***** DATA SUPPLIED

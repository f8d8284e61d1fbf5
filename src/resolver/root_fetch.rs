use std::collections::HashMap;

use serde_json::Value;
use tracing::debug;

use crate::resolver::child_fetch::count_value;
use crate::resolver::{
    key_string, BuildContext, FetchEntry, FetchMap, NodeKind, ResolverError, ResolverId,
    ResolverTree, Row, SearchTransform,
};
use crate::sql::SqlCond;

impl ResolverTree {
    /// The query node behind the tree's root, whether the root is a plain
    /// query or a connection wrapper.
    pub(crate) fn root_query(&self) -> Result<ResolverId, ResolverError> {
        match &self.node(self.root).kind {
            NodeKind::Query(_) => Ok(self.root),
            NodeKind::Connection(state) => Ok(state.query),
            _ => Err(ResolverError::WrongResolverKind { expected: "root query" }),
        }
    }

    /// Executes the root query (`limit + 1` over-fetch, optional count query)
    /// and recursively fetches every registered child resolver, all siblings
    /// concurrently.
    pub async fn fetch(&self) -> Result<FetchMap, ResolverError> {
        let root = self.root_query()?;
        let state = self.query_state(root)?;
        let mut query = state.build_data_query(state.new_base_query())?;
        if state.lookup {
            query.limit = Some(1);
        } else if let Some(limit) = state.get_limit()? {
            query.limit = Some(limit + 1);
        }
        let rows = self.executor.execute(&query).await?;
        debug!(rows = rows.len(), "fetched root rows");
        let rows = state.filter_fetch(rows);
        let mut result = state.build_fetch_result(rows)?;
        if state.need_total_count {
            if result.has_next_page {
                let count_query = state.build_total_count_query();
                let count_rows = self.executor.execute(&count_query).await?;
                result.total_count =
                    Some(count_value(count_rows.first().and_then(|row| row.get("total_count"))));
            } else {
                result.total_count = Some(result.rows.len() as u64);
            }
        }

        let parent_rows = result.rows.clone();
        let mut map = FetchMap::default();
        map.insert(root, FetchEntry::Single(result));
        map.extend(self.fetch_children(root, &parent_rows).await?);
        Ok(map)
    }

    /// Fetches and assembles one result object per root row.
    pub async fn execute(&self) -> Result<Vec<Value>, ResolverError> {
        let map = self.fetch().await?;
        let root = self.root_query()?;
        let result = map.result_for(root, None).ok_or(ResolverError::MissingFetchResult)?;
        let mut cx = BuildContext { fetch: &map, parent_rows: HashMap::new() };
        let mut objects = Vec::with_capacity(result.rows.len());
        for row in &result.rows {
            cx.parent_rows.insert(root, row.clone());
            objects.push(self.build_object_value(root, row, &mut cx)?);
        }
        Ok(objects)
    }

    /// Single-object lookup: `limit 1`, no over-fetch.
    pub async fn execute_lookup(&mut self) -> Result<Option<Value>, ResolverError> {
        let root = self.root_query()?;
        self.query_state_mut(root)?.lookup = true;
        let mut objects = self.execute().await?;
        Ok(if objects.is_empty() { None } else { Some(objects.remove(0)) })
    }

    /// Fetches and assembles a root connection object.
    pub async fn execute_connection(&self) -> Result<Value, ResolverError> {
        let conn = self.root;
        self.connection_state(conn)?;
        let map = self.fetch().await?;
        self.connection_from_map(conn, &map)
    }

    /// Alternate entry path seeding the row set from an externally supplied,
    /// already-ordered identifier list (e.g. search-engine results) instead
    /// of SQL ordering. Page boundaries and child fetches work as usual; the
    /// total count is the caller's.
    pub async fn execute_connection_from_search(
        &mut self,
        id_column: &str,
        ids: Vec<Value>,
        total_count: Option<u64>,
        transform: Option<SearchTransform>,
    ) -> Result<Value, ResolverError> {
        let conn = self.root;
        self.connection_state(conn)?;
        let root = self.root_query()?;
        let id_alias = self.add_select_column(root, id_column)?;

        let state = self.query_state(root)?;
        let mut query = state.build_search_query(state.new_base_query());
        let qualified = format!("{}.{id_column}", state.base_alias);
        query.conds.push(SqlCond::In { column: qualified, values: ids.clone() });
        let rows = self.executor.execute(&query).await?;
        debug!(rows = rows.len(), ids = ids.len(), "fetched search-seeded rows");

        let mut by_id: HashMap<String, Row> = rows
            .into_iter()
            .map(|row| {
                let key = key_string(&[row.get(&id_alias).cloned().unwrap_or(Value::Null)]);
                (key, row)
            })
            .collect();
        let mut ordered = Vec::with_capacity(ids.len());
        for id in &ids {
            if let Some(row) = by_id.remove(&key_string(std::slice::from_ref(id))) {
                match &transform {
                    Some(transform) => ordered.push(transform(row, id)),
                    None => ordered.push(row),
                }
            }
        }

        let state = self.query_state(root)?;
        let ordered = state.filter_fetch(ordered);
        let mut result = state.build_fetch_result(ordered)?;
        if state.need_total_count {
            result.total_count = total_count.or(Some(result.rows.len() as u64));
        }

        let parent_rows = result.rows.clone();
        let mut map = FetchMap::default();
        map.insert(root, FetchEntry::Single(result));
        map.extend(self.fetch_children(root, &parent_rows).await?);
        self.connection_from_map(conn, &map)
    }

    fn connection_from_map(&self, conn: ResolverId, map: &FetchMap) -> Result<Value, ResolverError> {
        let query = self.root_query()?;
        let result = map.result_for(query, None).ok_or(ResolverError::MissingFetchResult)?;
        let mut cx = BuildContext { fetch: map, parent_rows: HashMap::new() };
        self.build_connection_value(conn, result, &mut cx)
    }
}
use std::collections::HashMap;

use serde_json::Value;

use crate::resolver::{
    encode_cursor, only_empty_connections, FetchMap, FetchResult, FieldSource, NodeKind,
    ResolverError, ResolverId, ResolverTree, Row, TypeNameSource, EMPTY_CONNECTION_TAG,
};

/// Assembly-phase context: the fetch map plus the ancestor rows registered as
/// result rows are iterated, so back-reference views can read them.
pub(crate) struct BuildContext<'a> {
    pub fetch: &'a FetchMap,
    pub parent_rows: HashMap<ResolverId, Row>,
}

impl ResolverTree {
    /// Builds one result object for a node from its row. Delegating views
    /// with a presence-test column build `null` when the test column is null;
    /// back-reference views substitute the ancestor query's current row.
    pub(crate) fn build_object_value(
        &self,
        id: ResolverId,
        row: &Row,
        cx: &mut BuildContext<'_>,
    ) -> Result<Value, ResolverError> {
        if let NodeKind::Delegating(state) = &self.node(id).kind {
            if state.from_parent_row {
                let parent_row = cx.parent_rows.get(&state.query).cloned().unwrap_or_default();
                return self.build_fields(id, &parent_row, cx);
            }
            if let Some(test_column) = &state.test_column {
                if row.get(test_column).map_or(true, Value::is_null) {
                    return Ok(Value::Null);
                }
            }
        }
        self.build_fields(id, row, cx)
    }

    fn build_fields(&self, id: ResolverId, row: &Row, cx: &mut BuildContext<'_>) -> Result<Value, ResolverError> {
        let mut result = Row::new();
        for (field, sources) in self.node(id).fields.iter() {
            let mut chosen: Option<(Value, &'static str)> = None;
            for source in sources {
                let value = self.eval_row_source(source, row, cx)?;
                merge_field_value(field, &mut chosen, value, source.describe())?;
            }
            result.insert(field.clone(), chosen.map(|(value, _)| value).unwrap_or(Value::Null));
        }
        Ok(Value::Object(result))
    }

    fn eval_row_source(
        &self,
        source: &FieldSource,
        row: &Row,
        cx: &mut BuildContext<'_>,
    ) -> Result<Value, ResolverError> {
        let fetch = cx.fetch;
        match source {
            FieldSource::Column { alias } => {
                Ok(row.get(alias).cloned().unwrap_or(Value::Null))
            }
            FieldSource::ColumnWith { alias, transform } => {
                Ok(transform(row.get(alias).unwrap_or(&Value::Null), row))
            }
            FieldSource::Constant(value) => Ok(value.clone()),
            FieldSource::Derived(func) => Ok(func(row)),
            FieldSource::TypeName(node) => Ok(self.type_name_value(*node, row)),
            FieldSource::Object(target) => self.build_object_value(*target, row, cx),
            FieldSource::ValueList { child, item } => {
                let data = fetch
                    .result_for(*child, Some(row))
                    .ok_or(ResolverError::MissingFetchResult)?;
                Ok(Value::Array(data.rows.iter().map(|row| item(row)).collect()))
            }
            FieldSource::ObjectList { child } => {
                let data = fetch
                    .result_for(*child, Some(row))
                    .ok_or(ResolverError::MissingFetchResult)?;
                let mut objects = Vec::with_capacity(data.rows.len());
                for child_row in &data.rows {
                    cx.parent_rows.insert(*child, child_row.clone());
                    objects.push(self.build_object_value(*child, child_row, cx)?);
                }
                Ok(Value::Array(objects))
            }
            FieldSource::Connection(conn) => {
                let query = self.connection_state(*conn)?.query;
                let data = fetch
                    .result_for(query, Some(row))
                    .ok_or(ResolverError::MissingFetchResult)?;
                let mut value = self.build_connection_value(*conn, data, cx)?;
                if data.rows.is_empty() {
                    if let Value::Object(fields) = &mut value {
                        fields.insert(EMPTY_CONNECTION_TAG.to_string(), Value::Bool(true));
                    }
                }
                Ok(value)
            }
            FieldSource::Cursor(query) => Ok(Value::String(self.row_cursor(*query, row)?)),
            _ => Err(ResolverError::WrongResolverKind { expected: "connection" }),
        }
    }

    /// Builds a connection-shaped object (edges, nodes, pageInfo, totalCount)
    /// from a fetch result.
    pub(crate) fn build_connection_value(
        &self,
        id: ResolverId,
        data: &FetchResult,
        cx: &mut BuildContext<'_>,
    ) -> Result<Value, ResolverError> {
        let mut result = Row::new();
        for (field, sources) in self.node(id).fields.iter() {
            let mut chosen: Option<(Value, &'static str)> = None;
            for source in sources {
                let value = self.eval_connection_source(source, data, cx)?;
                merge_field_value(field, &mut chosen, value, source.describe())?;
            }
            result.insert(field.clone(), chosen.map(|(value, _)| value).unwrap_or(Value::Null));
        }
        Ok(Value::Object(result))
    }

    fn eval_connection_source(
        &self,
        source: &FieldSource,
        data: &FetchResult,
        cx: &mut BuildContext<'_>,
    ) -> Result<Value, ResolverError> {
        match source {
            FieldSource::Constant(value) => Ok(value.clone()),
            FieldSource::Edges(conn) => {
                let state = self.connection_state(*conn)?;
                let (query, edges) = (state.query, state.edges);
                let mut values = Vec::with_capacity(data.rows.len());
                for row in &data.rows {
                    cx.parent_rows.insert(query, row.clone());
                    values.push(self.build_object_value(edges, row, cx)?);
                }
                Ok(Value::Array(values))
            }
            FieldSource::Nodes(conn) => {
                let query = self.connection_state(*conn)?.query;
                let mut values = Vec::with_capacity(data.rows.len());
                for row in &data.rows {
                    cx.parent_rows.insert(query, row.clone());
                    values.push(self.build_object_value(query, row, cx)?);
                }
                Ok(Value::Array(values))
            }
            FieldSource::PageInfo(page_info) => self.build_connection_value(*page_info, data, cx),
            FieldSource::TotalCount => Ok(Value::from(data.total_count.unwrap_or(0))),
            FieldSource::HasPreviousPage => Ok(Value::Bool(data.has_previous_page)),
            FieldSource::HasNextPage => Ok(Value::Bool(data.has_next_page)),
            FieldSource::StartCursor(query) => match data.rows.first() {
                Some(row) => Ok(Value::String(self.row_cursor(*query, row)?)),
                None => Ok(data.after_cursor.clone().map(Value::String).unwrap_or(Value::Null)),
            },
            FieldSource::EndCursor(query) => match data.rows.last() {
                Some(row) => Ok(Value::String(self.row_cursor(*query, row)?)),
                None => Ok(data.before_cursor.clone().map(Value::String).unwrap_or(Value::Null)),
            },
            _ => Err(ResolverError::WrongResolverKind { expected: "row" }),
        }
    }

    /// The row's opaque cursor, from the query's cursor-column values.
    pub(crate) fn row_cursor(&self, query: ResolverId, row: &Row) -> Result<String, ResolverError> {
        Ok(encode_cursor(row, &self.query_state(query)?.cursor_columns))
    }

    fn type_name_value(&self, id: ResolverId, row: &Row) -> Value {
        match &self.node(id).type_name {
            Some(TypeNameSource::Static(name)) => Value::String(name.clone()),
            Some(TypeNameSource::Branches(branches)) => {
                // last matching branch wins, so a supertype table joined first
                // is overridden by a subtype table joined later
                let mut result = Value::Null;
                for branch in branches {
                    if row.get(&branch.test_column).is_some_and(|v| !v.is_null()) {
                        result = Value::String(branch.type_name.clone());
                    }
                }
                result
            }
            None => Value::Null,
        }
    }
}

/// First non-null contributor wins; a later non-null contributor must be
/// deep-equal unless one side is an empty-connection placeholder.
fn merge_field_value(
    field: &str,
    chosen: &mut Option<(Value, &'static str)>,
    value: Value,
    source: &'static str,
) -> Result<(), ResolverError> {
    if value.is_null() {
        return Ok(());
    }
    match chosen {
        None => {
            *chosen = Some((value, source));
        }
        Some((current, current_source)) => {
            if only_empty_connections(current) {
                *chosen = Some((value, source));
            } else if *current != value && !only_empty_connections(&value) {
                return Err(ResolverError::ConflictingFieldValues {
                    field: field.to_string(),
                    detail: format!(
                        "{current_source} source produced {current}, {source} source produced {value}"
                    ),
                });
            }
        }
    }
    Ok(())
}
use indexmap::IndexMap;

use crate::resolver::{ResolverError, ResolverId};

/// Maps logical table names to the SQL alias in scope for one resolver
/// subtree. Lookups that miss locally delegate to the enclosing scope (the
/// walk happens in the tree, which owns all scopes).
#[derive(Debug)]
pub(crate) struct TableScope {
    default_table: String,
    aliases: IndexMap<String, String>,
    outer: Option<ResolverId>,
}

impl TableScope {
    pub fn new(default_table: impl Into<String>, alias: Option<String>, outer: Option<ResolverId>) -> Self {
        let default_table = default_table.into();
        let alias = alias.unwrap_or_else(|| default_table.clone());
        let mut aliases = IndexMap::new();
        aliases.insert(default_table.clone(), alias);
        Self { default_table, aliases, outer }
    }

    pub fn default_table(&self) -> &str {
        &self.default_table
    }

    pub fn outer(&self) -> Option<ResolverId> {
        self.outer
    }

    pub fn local_alias(&self, table: &str) -> Option<&str> {
        self.aliases.get(table).map(String::as_str)
    }

    pub fn add_table_alias(&mut self, table: impl Into<String>, alias: impl Into<String>) -> Result<(), ResolverError> {
        let table = table.into();
        let alias = alias.into();
        match self.aliases.get(&table) {
            None => {
                self.aliases.insert(table, alias);
                Ok(())
            }
            Some(existing) if *existing == alias => Ok(()),
            Some(existing) => Err(ResolverError::ConflictingTableAlias {
                table,
                existing: existing.clone(),
            }),
        }
    }
}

**********

#### [WHAT YOU SHOULD DO]
If the word "true" is on a line above, return that line.

#### [EXERCISE OUTPUT]
        self.query_state_mut(root)?.lookup = true;
                if row.get(test_column).map_or(true, Value::is_null) {
                        fields.insert(EMPTY_CONNECTION_TAG.to_string(), Value::Bool(true));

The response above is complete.